*** Opening Information given ***
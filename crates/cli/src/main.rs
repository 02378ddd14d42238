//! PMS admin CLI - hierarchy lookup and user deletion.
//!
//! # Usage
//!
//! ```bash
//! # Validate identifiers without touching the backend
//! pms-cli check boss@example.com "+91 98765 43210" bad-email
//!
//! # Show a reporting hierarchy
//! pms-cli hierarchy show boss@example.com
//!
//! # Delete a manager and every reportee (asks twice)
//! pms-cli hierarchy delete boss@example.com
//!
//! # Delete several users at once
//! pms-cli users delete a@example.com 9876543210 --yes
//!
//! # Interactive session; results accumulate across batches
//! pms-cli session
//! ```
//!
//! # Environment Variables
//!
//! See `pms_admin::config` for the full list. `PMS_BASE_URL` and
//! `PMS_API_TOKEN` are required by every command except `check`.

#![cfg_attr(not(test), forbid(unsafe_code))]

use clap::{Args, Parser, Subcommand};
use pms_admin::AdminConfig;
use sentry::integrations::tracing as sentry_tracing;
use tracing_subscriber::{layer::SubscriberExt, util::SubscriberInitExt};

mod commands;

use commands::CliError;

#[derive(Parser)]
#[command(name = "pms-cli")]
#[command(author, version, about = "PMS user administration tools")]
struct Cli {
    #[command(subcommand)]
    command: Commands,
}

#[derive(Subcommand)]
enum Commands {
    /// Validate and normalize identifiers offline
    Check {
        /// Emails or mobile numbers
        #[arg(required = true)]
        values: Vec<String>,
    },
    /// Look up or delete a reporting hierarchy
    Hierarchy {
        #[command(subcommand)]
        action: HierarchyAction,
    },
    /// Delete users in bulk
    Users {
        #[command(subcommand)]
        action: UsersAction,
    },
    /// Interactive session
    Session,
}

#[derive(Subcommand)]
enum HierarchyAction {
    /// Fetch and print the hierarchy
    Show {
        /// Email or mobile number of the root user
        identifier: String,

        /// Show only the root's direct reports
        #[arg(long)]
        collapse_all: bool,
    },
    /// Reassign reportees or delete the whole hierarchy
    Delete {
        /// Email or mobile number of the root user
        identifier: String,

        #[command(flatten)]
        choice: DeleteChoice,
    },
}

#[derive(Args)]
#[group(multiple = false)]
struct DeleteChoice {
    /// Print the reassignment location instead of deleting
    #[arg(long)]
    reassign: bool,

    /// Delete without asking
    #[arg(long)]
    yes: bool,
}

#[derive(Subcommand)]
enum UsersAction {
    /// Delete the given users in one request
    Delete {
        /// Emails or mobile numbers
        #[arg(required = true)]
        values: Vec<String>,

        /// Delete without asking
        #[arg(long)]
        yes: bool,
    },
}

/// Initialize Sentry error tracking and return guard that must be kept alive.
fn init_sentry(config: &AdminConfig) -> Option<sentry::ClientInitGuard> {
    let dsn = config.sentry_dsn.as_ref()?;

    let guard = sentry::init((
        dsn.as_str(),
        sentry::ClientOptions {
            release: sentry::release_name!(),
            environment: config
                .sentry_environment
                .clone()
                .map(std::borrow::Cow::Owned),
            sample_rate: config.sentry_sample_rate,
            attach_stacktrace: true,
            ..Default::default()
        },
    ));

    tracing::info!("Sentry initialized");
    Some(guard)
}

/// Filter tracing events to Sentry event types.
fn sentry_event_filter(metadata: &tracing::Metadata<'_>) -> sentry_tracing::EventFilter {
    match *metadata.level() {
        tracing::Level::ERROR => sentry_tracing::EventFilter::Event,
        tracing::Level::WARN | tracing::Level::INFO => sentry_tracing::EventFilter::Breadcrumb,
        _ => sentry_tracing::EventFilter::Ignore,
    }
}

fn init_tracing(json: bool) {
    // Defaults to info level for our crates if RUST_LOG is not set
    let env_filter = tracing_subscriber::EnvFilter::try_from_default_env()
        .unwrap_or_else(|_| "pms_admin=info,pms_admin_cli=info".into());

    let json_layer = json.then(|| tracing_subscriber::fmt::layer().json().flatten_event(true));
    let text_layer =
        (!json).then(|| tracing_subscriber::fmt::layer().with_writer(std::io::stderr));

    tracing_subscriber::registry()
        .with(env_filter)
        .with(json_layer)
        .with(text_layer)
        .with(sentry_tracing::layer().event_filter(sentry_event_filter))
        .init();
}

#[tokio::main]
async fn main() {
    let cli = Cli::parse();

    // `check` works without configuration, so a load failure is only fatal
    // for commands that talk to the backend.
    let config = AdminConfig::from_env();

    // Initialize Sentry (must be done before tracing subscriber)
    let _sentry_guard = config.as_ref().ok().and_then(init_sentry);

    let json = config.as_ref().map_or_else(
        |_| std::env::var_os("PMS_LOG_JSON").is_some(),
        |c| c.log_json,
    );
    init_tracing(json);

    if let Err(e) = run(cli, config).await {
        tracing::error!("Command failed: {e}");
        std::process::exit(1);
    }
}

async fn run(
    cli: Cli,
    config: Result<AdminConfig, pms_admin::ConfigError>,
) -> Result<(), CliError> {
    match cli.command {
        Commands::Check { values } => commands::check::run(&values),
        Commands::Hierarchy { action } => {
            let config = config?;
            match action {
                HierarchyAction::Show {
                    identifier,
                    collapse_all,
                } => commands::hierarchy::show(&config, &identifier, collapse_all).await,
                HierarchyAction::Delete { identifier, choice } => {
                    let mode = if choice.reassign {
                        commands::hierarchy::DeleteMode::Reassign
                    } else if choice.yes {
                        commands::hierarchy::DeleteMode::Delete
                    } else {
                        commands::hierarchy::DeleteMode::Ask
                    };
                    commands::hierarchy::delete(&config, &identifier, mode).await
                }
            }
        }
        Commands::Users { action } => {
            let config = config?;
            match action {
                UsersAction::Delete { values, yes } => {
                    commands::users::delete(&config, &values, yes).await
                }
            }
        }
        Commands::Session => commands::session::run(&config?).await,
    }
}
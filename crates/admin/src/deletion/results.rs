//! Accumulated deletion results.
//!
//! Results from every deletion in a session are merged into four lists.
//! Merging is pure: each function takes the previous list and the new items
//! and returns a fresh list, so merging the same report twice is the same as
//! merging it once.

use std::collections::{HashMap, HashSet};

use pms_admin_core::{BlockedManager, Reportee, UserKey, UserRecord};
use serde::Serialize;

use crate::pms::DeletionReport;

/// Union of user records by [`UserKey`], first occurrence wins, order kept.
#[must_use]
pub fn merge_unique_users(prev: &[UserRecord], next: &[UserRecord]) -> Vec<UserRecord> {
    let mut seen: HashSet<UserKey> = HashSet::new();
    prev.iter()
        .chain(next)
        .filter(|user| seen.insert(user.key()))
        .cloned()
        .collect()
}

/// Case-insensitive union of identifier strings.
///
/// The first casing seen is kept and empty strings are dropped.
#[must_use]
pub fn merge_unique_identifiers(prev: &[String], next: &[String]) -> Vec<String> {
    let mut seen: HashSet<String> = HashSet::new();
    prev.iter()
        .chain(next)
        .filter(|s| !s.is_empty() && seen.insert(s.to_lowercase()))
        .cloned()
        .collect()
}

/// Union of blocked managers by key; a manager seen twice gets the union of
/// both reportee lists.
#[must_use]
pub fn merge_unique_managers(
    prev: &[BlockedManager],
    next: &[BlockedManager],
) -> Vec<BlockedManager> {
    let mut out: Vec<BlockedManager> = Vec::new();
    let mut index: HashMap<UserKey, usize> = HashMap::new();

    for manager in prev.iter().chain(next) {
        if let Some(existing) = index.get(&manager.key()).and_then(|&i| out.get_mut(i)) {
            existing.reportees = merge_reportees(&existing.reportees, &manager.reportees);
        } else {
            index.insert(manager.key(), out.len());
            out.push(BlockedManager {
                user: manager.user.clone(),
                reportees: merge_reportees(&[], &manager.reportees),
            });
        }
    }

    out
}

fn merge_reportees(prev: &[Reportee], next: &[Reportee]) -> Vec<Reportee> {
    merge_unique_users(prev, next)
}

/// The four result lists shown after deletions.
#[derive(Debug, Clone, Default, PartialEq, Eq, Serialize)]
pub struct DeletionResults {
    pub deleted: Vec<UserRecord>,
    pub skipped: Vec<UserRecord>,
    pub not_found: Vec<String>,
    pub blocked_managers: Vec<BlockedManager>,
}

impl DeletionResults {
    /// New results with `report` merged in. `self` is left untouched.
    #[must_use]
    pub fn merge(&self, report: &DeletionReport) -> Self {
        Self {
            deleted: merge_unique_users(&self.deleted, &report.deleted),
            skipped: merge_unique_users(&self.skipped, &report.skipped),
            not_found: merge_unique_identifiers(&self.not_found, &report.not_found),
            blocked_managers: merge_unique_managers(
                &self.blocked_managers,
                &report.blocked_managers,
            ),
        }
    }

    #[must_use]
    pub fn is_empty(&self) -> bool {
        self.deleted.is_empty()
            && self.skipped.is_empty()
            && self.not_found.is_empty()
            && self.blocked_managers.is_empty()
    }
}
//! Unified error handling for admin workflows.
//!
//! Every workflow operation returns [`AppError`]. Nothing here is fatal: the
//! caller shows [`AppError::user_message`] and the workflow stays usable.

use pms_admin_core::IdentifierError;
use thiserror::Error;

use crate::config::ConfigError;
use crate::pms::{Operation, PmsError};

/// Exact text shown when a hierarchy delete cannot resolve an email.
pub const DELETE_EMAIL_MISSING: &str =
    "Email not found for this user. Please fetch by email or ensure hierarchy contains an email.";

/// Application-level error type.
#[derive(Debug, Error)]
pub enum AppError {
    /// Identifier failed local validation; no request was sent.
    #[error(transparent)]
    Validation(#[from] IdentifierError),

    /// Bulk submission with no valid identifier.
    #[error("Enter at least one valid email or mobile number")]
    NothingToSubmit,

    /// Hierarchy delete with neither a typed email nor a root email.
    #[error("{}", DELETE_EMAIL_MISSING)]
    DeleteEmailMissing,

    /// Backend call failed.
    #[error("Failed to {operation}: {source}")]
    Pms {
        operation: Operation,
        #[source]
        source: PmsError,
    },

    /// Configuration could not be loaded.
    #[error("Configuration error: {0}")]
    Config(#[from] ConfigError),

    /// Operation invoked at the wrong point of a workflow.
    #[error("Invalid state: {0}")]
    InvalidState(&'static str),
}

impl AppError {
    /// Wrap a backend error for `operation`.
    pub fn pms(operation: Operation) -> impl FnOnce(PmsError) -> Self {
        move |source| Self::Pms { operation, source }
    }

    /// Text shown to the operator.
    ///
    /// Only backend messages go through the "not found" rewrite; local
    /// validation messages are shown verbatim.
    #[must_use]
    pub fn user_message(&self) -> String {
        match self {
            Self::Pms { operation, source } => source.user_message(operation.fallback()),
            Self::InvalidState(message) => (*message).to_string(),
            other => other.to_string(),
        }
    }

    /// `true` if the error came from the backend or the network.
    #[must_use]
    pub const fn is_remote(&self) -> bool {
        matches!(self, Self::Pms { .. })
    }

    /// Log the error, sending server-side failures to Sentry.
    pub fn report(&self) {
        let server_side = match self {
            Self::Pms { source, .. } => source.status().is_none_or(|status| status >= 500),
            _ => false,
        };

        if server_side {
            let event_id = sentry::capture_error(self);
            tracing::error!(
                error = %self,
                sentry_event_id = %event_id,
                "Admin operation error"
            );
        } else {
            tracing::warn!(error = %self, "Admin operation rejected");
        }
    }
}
*** Closing Information given ***
Problem requirements
Only one stretch of the data is wanted: the lines from the one with "pub const fn" through the last, repeated exactly.

Task response
    pub const fn is_remote(&self) -> bool {
        matches!(self, Self::Pms { .. })
    }

    /// Log the error, sending server-side failures to Sentry.
    pub fn report(&self) {
        let server_side = match self {
            Self::Pms { source, .. } => source.status().is_none_or(|status| status >= 500),
            _ => false,
        };

        if server_side {
            let event_id = sentry::capture_error(self);
            tracing::error!(
                error = %self,
                sentry_event_id = %event_id,
                "Admin operation error"
            );
        } else {
            tracing::warn!(error = %self, "Admin operation rejected");
        }
    }
}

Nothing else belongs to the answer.